Large Truss in a large stadium system
Large Stadium System

Strong structures start with smarter safety

What Is a Lighting Truss?

The term lighting truss is a generic term used for systems that support elevated equipment in live entertainment environments. This includes lighting fixtures, speakers, video displays, projectors, special effects equipment, power distribution, and more.

Truss systems can range from simple 10-foot spans supported by stage stands to large stadium systems supported by multiple hoists and control systems. Regardless of size, the same safety principles apply.

General Safety

Little things can mean a lot. The smallest detail, when overlooked, can contribute to catastrophic failure. The two primary safety concerns are weight capacity and stability. Regardless of the size of the system, these two factors are the most important.

Keep in mind that the weight load and system capacity are determined not only by the static weight of the load, but also by the lateral placement of the individual incremental loads. The capacity of the truss will be reduced the farther you are from vertical support.

The calculations for horizontal “non-balanced” loads can be mathematically difficult, which we will not go into here. If you’re going to hang a few PAR cans on a 10 ft, stage-supported truss, you’ll probably be OK. Anything more than that—consult a professional engineer or certified rigger to perform your load calculations. It may sound expensive to hire a professional, but it’s far less costly than a catastrophic failure that could injure or kill someone (or multiple people), as well as cause significant equipment damage.

On very small systems, there may be no need to employ a professional engineer. However, you will need to know the weight capacity of the system and the calculated load (weight) it is expected to support. Remember, floor-supported systems are only as good as the surface on which they are installed. The supporting surface must be flat, level, and stable.

Fixed Systems

Fixed truss systems are often found in auditoriums, studios, and similar environments. These may be attached to the building or supported independently. Some smaller systems use pipe grids instead of truss, which can be more forgiving due to closer support spacing. However, weight limits still apply.

Moving Truss and Hoists

Large and medium-sized permanently and temporarily installed systems may employ electric chain hoists or cable winches to lift truss-mounted stage equipment into position. This is generally done directly over the stage performance area and sometimes over the audience area. This allows the truss to be loaded and wired on the floor, then raised into position. System size may range from as few as two hoists to hundreds; typically, 10 to 50 hoists are used. Most large auditoriums and stadiums incorporate these types of systems. We will only be discussing chain hoist systems herein, although cable winches must comply with their own safety requirements. General safety precautions and procedures are similar for both systems.

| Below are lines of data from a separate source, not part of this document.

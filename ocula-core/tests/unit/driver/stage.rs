use super::*;

fn list(w: u32, h: u32) -> DisplayList {
    DisplayList::new(Viewport::new(w, h))
}

#[test]
fn grid_line_respects_visibility() {
    let mut settings = Settings::default();
    let mut dl = list(700, 400);
    Stage::new(&settings, &mut dl).grid_line(Point::new(0.0, 0.0), Point::new(10.0, 0.0));
    assert_eq!(dl.segment_count(), 1);

    settings.show_grid = false;
    let mut dl = list(700, 400);
    Stage::new(&settings, &mut dl).grid_line(Point::new(0.0, 0.0), Point::new(10.0, 0.0));
    assert_eq!(dl.segment_count(), 0);
}

#[test]
fn odd_line_width_is_half_pixel_aligned() {
    let settings = Settings::default();
    // 700 / 700 = 1px: odd, shifted by 0.5.
    let mut dl = list(700, 400);
    Stage::new(&settings, &mut dl).grid_line(Point::new(3.0, 4.0), Point::new(9.0, 4.0));
    let DrawOp::Segment { from, width, .. } = &dl.ops[0] else {
        panic!("expected segment");
    };
    assert_eq!(*width, 1.0);
    assert_eq!(*from, Point::new(3.5, 4.5));

    // 1400 / 700 = 2px: even, unshifted.
    let mut dl = list(1400, 400);
    Stage::new(&settings, &mut dl).grid_line(Point::new(3.0, 4.0), Point::new(9.0, 4.0));
    let DrawOp::Segment { from, .. } = &dl.ops[0] else {
        panic!("expected segment");
    };
    assert_eq!(*from, Point::new(3.0, 4.0));
}

#[test]
fn transparent_outline_is_dropped() {
    let settings = Settings::default();
    let mut dl = list(100, 100);
    Stage::new(&settings, &mut dl).target(Point::new(50.0, 50.0), 5.0);
    let DrawOp::ShadedDisc { stops, outline, .. } = &dl.ops[0] else {
        panic!("expected shaded disc");
    };
    assert_eq!(outline, &None);
    assert_eq!(stops.len(), 3);
    assert_eq!(stops[1].offset, 0.5);
}

#[test]
fn background_uses_theme_base() {
    let mut settings = Settings::default();
    settings.dark_mode = true;
    let mut dl = list(10, 10);
    Stage::new(&settings, &mut dl).background();
    assert_eq!(
        dl.ops[0],
        DrawOp::Background {
            mode: crate::session::settings::ThemeMode::Dark,
            color: Rgba8::rgb(0x04, 0x07, 0x13),
        }
    );
}
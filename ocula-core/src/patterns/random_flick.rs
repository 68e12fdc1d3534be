use crate::{
    driver::stage::Stage,
    foundation::{
        core::{Point, Rect},
        math::RandomSource,
    },
    motion::clock::{DeltaPolicy, STALL_DISCARD_MS},
    patterns::Stepper,
};

/// Interval between jumps (ms).
pub const FLICK_TICK_MS: f64 = 1000.0;
/// Interval between completions (ms).
pub const FLICK_PERIOD_MS: f64 = 15_000.0;

/// Target that jumps to a random spot on a fixed tick.
#[derive(Clone, Debug)]
pub struct RandomFlick {
    region: Rect,
    position: Point,
    t: f64,
    next_tick: f64,
}

impl Default for RandomFlick {
    fn default() -> Self {
        Self::new(Rect::new(0.2, 0.1, 0.8, 0.9))
    }
}

impl RandomFlick {
    /// Jumps land uniformly inside `region`.
    pub fn new(region: Rect) -> Self {
        Self {
            region,
            position: Point::new(0.5, 0.5),
            t: 0.0,
            next_tick: FLICK_TICK_MS,
        }
    }

    /// Current normalized position.
    pub fn position(&self) -> Point {
        self.position
    }

    /// Milliseconds into the current period.
    pub fn elapsed(&self) -> f64 {
        self.t
    }
}

impl Stepper for RandomFlick {
    fn reset(&mut self, _rng: &mut dyn RandomSource) {
        self.t = 0.0;
        self.next_tick = FLICK_TICK_MS;
    }

    fn advance(&mut self, raw_dt_ms: f64, rng: &mut dyn RandomSource) -> u32 {
        // Jumps are decided on the time reached by the previous frame.
        if self.t >= self.next_tick {
            self.position = Point::new(
                rng.next_in(self.region.x0, self.region.width()),
                rng.next_in(self.region.y0, self.region.height()),
            );
            self.next_tick += FLICK_TICK_MS;
        }

        let dt = DeltaPolicy::Discard {
            threshold_ms: STALL_DISCARD_MS,
        }
        .apply(raw_dt_ms);
        self.t += dt;

        let mut completions = 0;
        while self.t >= FLICK_PERIOD_MS {
            self.t -= FLICK_PERIOD_MS;
            self.next_tick -= FLICK_PERIOD_MS;
            completions += 1;
        }
        completions
    }

    fn draw(&self, stage: &mut Stage<'_>) {
        let vp = stage.viewport();
        stage.target(vp.to_pixels(self.position), vp.w() / 50.0);
    }
}

#[cfg(test)]
#[path = "../../tests/unit/patterns/random_flick.rs"]
mod tests;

It has become standard that “state-of-the-art” theatrical performances include moving truss during the show, which adds a “wow” factor to the presentation. Truss movement is controlled by automated control systems and requires specialized equipment with built-in safety apparatus and components, especially when the truss is over stage and/or audience areas. These systems require engineering approval and AHJ inspection.

When moving truss over an audience, additional safety considerations and regulatory requirements apply. In the United States, standards and enforcement are typically governed by the Authority Having Jurisdiction (AHJ), with guidance from organizations such as ANSI and ESTA. In Europe, stricter and more uniform standards (such as EN and DIN regulations) are often applied, particularly regarding dynamic loads and overhead movement above occupied areas. Regardless of location, any movement of truss over an audience must be carefully engineered, risk-assessed, and executed with redundant safety measures in place.

Control Systems

Types of control systems vary, from a simple hand-held up/down control for a single hoist to an automated computer control and monitoring system for multiple hoists or a SCADA
system for multiple Systems

Personnel Safety

Basic safety rules include:

Many incidents occur not because of equipment failure, but because safety procedures were not followed.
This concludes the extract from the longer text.